Date: 27 Sep 2005 17:32:24 -0700

xmath wrote:
> wrote:
> > xmath wrote:
> > > It's interesting to note that, due to unavoidable data-dependencies, a
> > > Salsa20 round must take at least 12 cycles, as absolute CPU-independent
> > > minimum (unless it offers combined add-rotate, rotate-xor, or xor-add
> > > instructions that execute in one cycle, something I've never seen in
> > > any CPU).
> >
> > ARM offers add-rotate but not the others [it can xor-rotate but not
> > rotate-xor].
> Interesting, didn't know that :-)

ARMs are crazy that way.
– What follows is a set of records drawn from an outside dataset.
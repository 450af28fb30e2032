// src/ingest/mod.rs
pub mod batch;
pub mod config;
pub mod dedup;
pub mod error;
pub mod extract;
pub mod feed;
pub mod fetcher;
pub mod normalize;
pub mod scheduler;
pub mod sink;
pub mod transport;
pub mod types;

use anyhow::{Context, Result};
use metrics::{counter, describe_counter, describe_gauge, describe_histogram, gauge};
use once_cell::sync::OnceCell;

use crate::ingest::batch::BatchCoordinator;
use crate::ingest::sink::ArticleSink;
use crate::ingest::types::FeedSource;

/// One-time metrics registration (so series show up in any installed recorder).
fn ensure_metrics_described() {
    static ONCE: OnceCell<()> = OnceCell::new();
    ONCE.get_or_init(|| {
        describe_counter!("ingest_sources_total", "Feed fetches attempted.");
        describe_counter!("ingest_articles_total", "Articles accepted from feeds.");
        describe_counter!(
            "ingest_skipped_short_total",
            "Entries rejected by the minimum length filter."
        );
        describe_counter!(
            "ingest_skipped_duplicate_total",
            "Entries rejected because their content was seen before."
        );
        describe_counter!(
            "ingest_source_errors_total",
            "Feed fetch/parse errors, labelled by kind."
        );
        describe_counter!("ingest_sink_errors_total", "Failed article hand-offs.");
        describe_counter!("ingest_cycles_total", "Completed ingest cycles.");
        describe_histogram!("ingest_fetch_ms", "Successful feed fetch time in milliseconds.");
        describe_gauge!("ingest_last_cycle_ts", "Unix ts when the last cycle finished.");
    });
}

/// Outcome of one [`run_cycle`].
#[derive(Debug, Clone, Copy, PartialEq, Eq)]
pub struct CycleReport {
    pub sources: usize,
    pub accepted: usize,
}

/// Fetch every source once and hand the accepted articles to `sink`.
/// Only a sink failure is an error; source failures were already absorbed.
pub async fn run_cycle<S: ArticleSink + ?Sized>(
    coordinator: &BatchCoordinator,
    sources: &[FeedSource],
    batch_size: usize,
    sink: &S,
) -> Result<CycleReport> {
    ensure_metrics_described();

    let articles = coordinator.fetch_all(sources, batch_size).await;
    let report = CycleReport {
        sources: sources.len(),
        accepted: articles.len(),
    };

    if !articles.is_empty() {
        sink.store(articles)
            .await
            .context("handing articles to sink")?;
    }

    let now = chrono::Utc::now().timestamp().max(0);
    counter!("ingest_cycles_total").increment(1);
    gauge!("ingest_last_cycle_ts").set(now as f64);

    tracing::info!(
        target: "ingest",
        sources = report.sources,
        accepted = report.accepted,
        "ingest cycle finished"
    );
    Ok(report)
}
// src/ingest/extract.rs
use once_cell::sync::OnceCell;
use regex::Regex;

use crate::ingest::feed::FeedEntry;

/// Plain-text body of an entry.
///
/// Field precedence is content, then summary, then description. The first
/// field that is present wins even when it is empty; fields are never merged.
/// Tags are stripped, then HTML entities decoded (`&nbsp;` becomes a space).
pub fn extract_content(entry: &FeedEntry) -> String {
    let raw = entry
        .content
        .as_deref()
        .or(entry.summary.as_deref())
        .or(entry.description.as_deref())
        .unwrap_or_default();
    html_escape::decode_html_entities(&strip_tags(raw))
        .replace('\u{a0}', " ")
        .trim()
        .to_string()
}

/// Remove every `<...>` tag and trim surrounding whitespace.
pub fn strip_tags(s: &str) -> String {
    static RE_TAGS: OnceCell<Regex> = OnceCell::new();
    let re_tags = RE_TAGS.get_or_init(|| Regex::new(r"<[^>]+>").expect("tag regex"));
    re_tags.replace_all(s, "").trim().to_string()
}
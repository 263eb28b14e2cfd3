//! Food log accumulation: logged portions of catalog meals folded into daily
//! totals.

use std::collections::{BTreeMap, HashMap};

use chrono::NaiveDate;
use serde::{Deserialize, Serialize};
use uuid::Uuid;

use crate::{
  Error, Result, history::DailyMacroTotals, meal::MealRecord, serving,
};

/// One logged portion of a catalog meal.
#[derive(Debug, Clone, PartialEq, Serialize, Deserialize)]
pub struct LogEntry {
  pub meal_id: Uuid,
  /// Portion weight in grams.
  pub grams:   f64,
  pub date:    NaiveDate,
}

impl LogEntry {
  pub fn new(meal_id: Uuid, grams: f64, date: NaiveDate) -> Self {
    Self { meal_id, grams, date }
  }
}

/// Sum the scaled portions of `entries` per calendar date.
///
/// Days come back in chronological order, labelled with the abbreviated
/// weekday ("Mon"). Days without entries are not present. A catalog that
/// lists the same id twice is rejected with [`Error::DuplicateMealId`].
pub fn daily_totals(
  entries: &[LogEntry],
  catalog: &[MealRecord],
) -> Result<Vec<(NaiveDate, DailyMacroTotals)>> {
  let mut by_id: HashMap<Uuid, &MealRecord> =
    HashMap::with_capacity(catalog.len());
  for meal in catalog {
    if by_id.insert(meal.id, meal).is_some() {
      return Err(Error::DuplicateMealId(meal.id));
    }
  }

  let mut days: BTreeMap<NaiveDate, DailyMacroTotals> = BTreeMap::new();
  for entry in entries {
    let meal = by_id
      .get(&entry.meal_id)
      .ok_or(Error::MealNotFound(entry.meal_id))?;
    let portion = serving::scale(meal, entry.grams)?;
    days
      .entry(entry.date)
      .or_insert_with(|| {
        DailyMacroTotals::new(entry.date.format("%a").to_string(), 0.0, 0.0, 0.0)
      })
      .add(&portion);
  }

  Ok(days.into_iter().collect())
}

/// Totals for a single `date`; all zero when nothing was logged that day.
pub fn totals_on(
  date: NaiveDate,
  entries: &[LogEntry],
  catalog: &[MealRecord],
) -> Result<DailyMacroTotals> {
  let same_day: Vec<LogEntry> =
    entries.iter().filter(|e| e.date == date).cloned().collect();
  let totals = daily_totals(&same_day, catalog)?;
  Ok(
    totals
      .into_iter()
      .next()
      .map(|(_, t)| t)
      .unwrap_or_else(|| {
        DailyMacroTotals::new(date.format("%a").to_string(), 0.0, 0.0, 0.0)
      }),
  )
}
I mean come on

A = (B + C) >>> D

Is a *common* operation :-)

To be fair

A = (B + C) >> D

Is common enough (e.g. signal average) so I guess supporting rotates
was not a far stretch.

> (Of course, to be relevant in this context it also needs to be able to
> do it on four 32-bit words in parallel in a single cycle, but still...)

There is a four-core ARM11 design out there ... hehehe I know what you
mean... the best ARM does [iirc] is SIMD on 32-bit values. So it's not
quite up to this.

Would be cool to see an FPGA implementation and compare it's size/speed
to other "typical" hardware ciphers.